_Prompt_. Copy nothing from the entries below except the lines from the one containing "pub fn transient(message: impl" through the one containing "pub const fn code(&self)", and copy those exactly.

____ Source material

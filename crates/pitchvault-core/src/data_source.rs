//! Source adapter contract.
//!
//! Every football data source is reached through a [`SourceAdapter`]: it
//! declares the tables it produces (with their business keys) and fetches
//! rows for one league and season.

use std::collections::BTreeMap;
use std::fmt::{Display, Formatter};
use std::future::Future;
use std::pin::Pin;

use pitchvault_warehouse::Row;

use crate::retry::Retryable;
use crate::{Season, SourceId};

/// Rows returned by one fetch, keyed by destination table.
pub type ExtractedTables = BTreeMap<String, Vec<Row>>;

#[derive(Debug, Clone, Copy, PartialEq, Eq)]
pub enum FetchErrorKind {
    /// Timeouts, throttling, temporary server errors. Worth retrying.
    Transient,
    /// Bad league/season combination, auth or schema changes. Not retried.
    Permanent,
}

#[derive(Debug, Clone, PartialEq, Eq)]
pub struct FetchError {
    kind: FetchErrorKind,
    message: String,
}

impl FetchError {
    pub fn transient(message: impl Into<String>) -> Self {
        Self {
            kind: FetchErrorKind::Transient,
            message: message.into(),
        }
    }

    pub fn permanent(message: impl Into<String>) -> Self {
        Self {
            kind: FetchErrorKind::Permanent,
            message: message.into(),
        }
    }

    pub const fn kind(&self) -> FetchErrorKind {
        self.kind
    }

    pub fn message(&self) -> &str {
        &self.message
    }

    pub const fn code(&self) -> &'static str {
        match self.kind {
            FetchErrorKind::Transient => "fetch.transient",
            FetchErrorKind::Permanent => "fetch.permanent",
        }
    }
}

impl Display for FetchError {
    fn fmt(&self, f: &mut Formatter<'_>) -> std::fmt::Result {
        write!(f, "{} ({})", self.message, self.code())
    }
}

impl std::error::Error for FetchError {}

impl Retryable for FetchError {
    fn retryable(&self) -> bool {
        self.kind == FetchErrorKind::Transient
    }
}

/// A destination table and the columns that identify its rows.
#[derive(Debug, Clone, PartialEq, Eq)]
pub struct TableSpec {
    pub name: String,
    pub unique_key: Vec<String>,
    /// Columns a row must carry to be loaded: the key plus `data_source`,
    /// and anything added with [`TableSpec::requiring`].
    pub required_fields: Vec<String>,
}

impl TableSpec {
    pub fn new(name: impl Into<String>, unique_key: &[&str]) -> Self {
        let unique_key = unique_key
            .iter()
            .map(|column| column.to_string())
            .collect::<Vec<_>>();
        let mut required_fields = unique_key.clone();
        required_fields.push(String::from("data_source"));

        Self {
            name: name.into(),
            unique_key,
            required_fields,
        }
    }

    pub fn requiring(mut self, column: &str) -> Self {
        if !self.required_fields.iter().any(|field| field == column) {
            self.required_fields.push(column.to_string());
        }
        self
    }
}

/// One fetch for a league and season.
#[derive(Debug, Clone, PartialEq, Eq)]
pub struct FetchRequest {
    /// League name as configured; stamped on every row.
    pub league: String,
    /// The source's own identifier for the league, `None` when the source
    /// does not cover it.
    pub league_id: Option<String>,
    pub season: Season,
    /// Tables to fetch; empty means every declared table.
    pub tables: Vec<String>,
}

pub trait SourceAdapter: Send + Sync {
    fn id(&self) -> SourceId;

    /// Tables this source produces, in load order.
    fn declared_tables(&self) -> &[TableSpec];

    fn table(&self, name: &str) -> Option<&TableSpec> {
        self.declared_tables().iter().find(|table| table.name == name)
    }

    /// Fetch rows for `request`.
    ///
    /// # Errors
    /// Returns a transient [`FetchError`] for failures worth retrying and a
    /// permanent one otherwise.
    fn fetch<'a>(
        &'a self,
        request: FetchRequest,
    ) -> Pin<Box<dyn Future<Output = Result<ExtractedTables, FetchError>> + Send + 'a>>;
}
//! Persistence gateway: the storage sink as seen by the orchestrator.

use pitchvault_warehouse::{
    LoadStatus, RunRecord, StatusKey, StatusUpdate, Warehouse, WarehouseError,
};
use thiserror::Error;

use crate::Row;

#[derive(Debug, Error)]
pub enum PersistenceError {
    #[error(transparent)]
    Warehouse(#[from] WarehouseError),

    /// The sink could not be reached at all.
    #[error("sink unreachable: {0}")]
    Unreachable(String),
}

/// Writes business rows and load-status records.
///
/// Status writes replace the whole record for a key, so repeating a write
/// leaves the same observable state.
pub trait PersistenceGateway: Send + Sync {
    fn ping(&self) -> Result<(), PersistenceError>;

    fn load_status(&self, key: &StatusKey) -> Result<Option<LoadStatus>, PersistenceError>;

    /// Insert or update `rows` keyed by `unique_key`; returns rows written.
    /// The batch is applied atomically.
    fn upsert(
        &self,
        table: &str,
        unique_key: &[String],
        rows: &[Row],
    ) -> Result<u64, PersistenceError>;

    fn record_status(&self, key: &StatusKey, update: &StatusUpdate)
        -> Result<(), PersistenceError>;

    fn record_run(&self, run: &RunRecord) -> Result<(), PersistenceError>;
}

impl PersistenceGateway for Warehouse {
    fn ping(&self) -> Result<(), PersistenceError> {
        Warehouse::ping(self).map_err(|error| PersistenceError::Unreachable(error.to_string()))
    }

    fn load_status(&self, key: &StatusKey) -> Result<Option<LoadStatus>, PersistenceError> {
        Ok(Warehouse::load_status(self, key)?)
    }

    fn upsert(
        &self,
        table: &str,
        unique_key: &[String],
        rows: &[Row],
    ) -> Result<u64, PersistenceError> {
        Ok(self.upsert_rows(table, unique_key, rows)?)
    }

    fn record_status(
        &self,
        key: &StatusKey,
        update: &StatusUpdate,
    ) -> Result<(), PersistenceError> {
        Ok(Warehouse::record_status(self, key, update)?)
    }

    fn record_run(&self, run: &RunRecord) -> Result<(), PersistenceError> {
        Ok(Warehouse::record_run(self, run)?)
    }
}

________

_Answer to this exercise_.
    pub fn transient(message: impl Into<String>) -> Self {
        Self {
            kind: FetchErrorKind::Transient,
            message: message.into(),
        }
    }

    pub fn permanent(message: impl Into<String>) -> Self {
        Self {
            kind: FetchErrorKind::Permanent,
            message: message.into(),
        }
    }

    pub const fn kind(&self) -> FetchErrorKind {
        self.kind
    }

    pub fn message(&self) -> &str {
        &self.message
    }

    pub const fn code(&self) -> &'static str {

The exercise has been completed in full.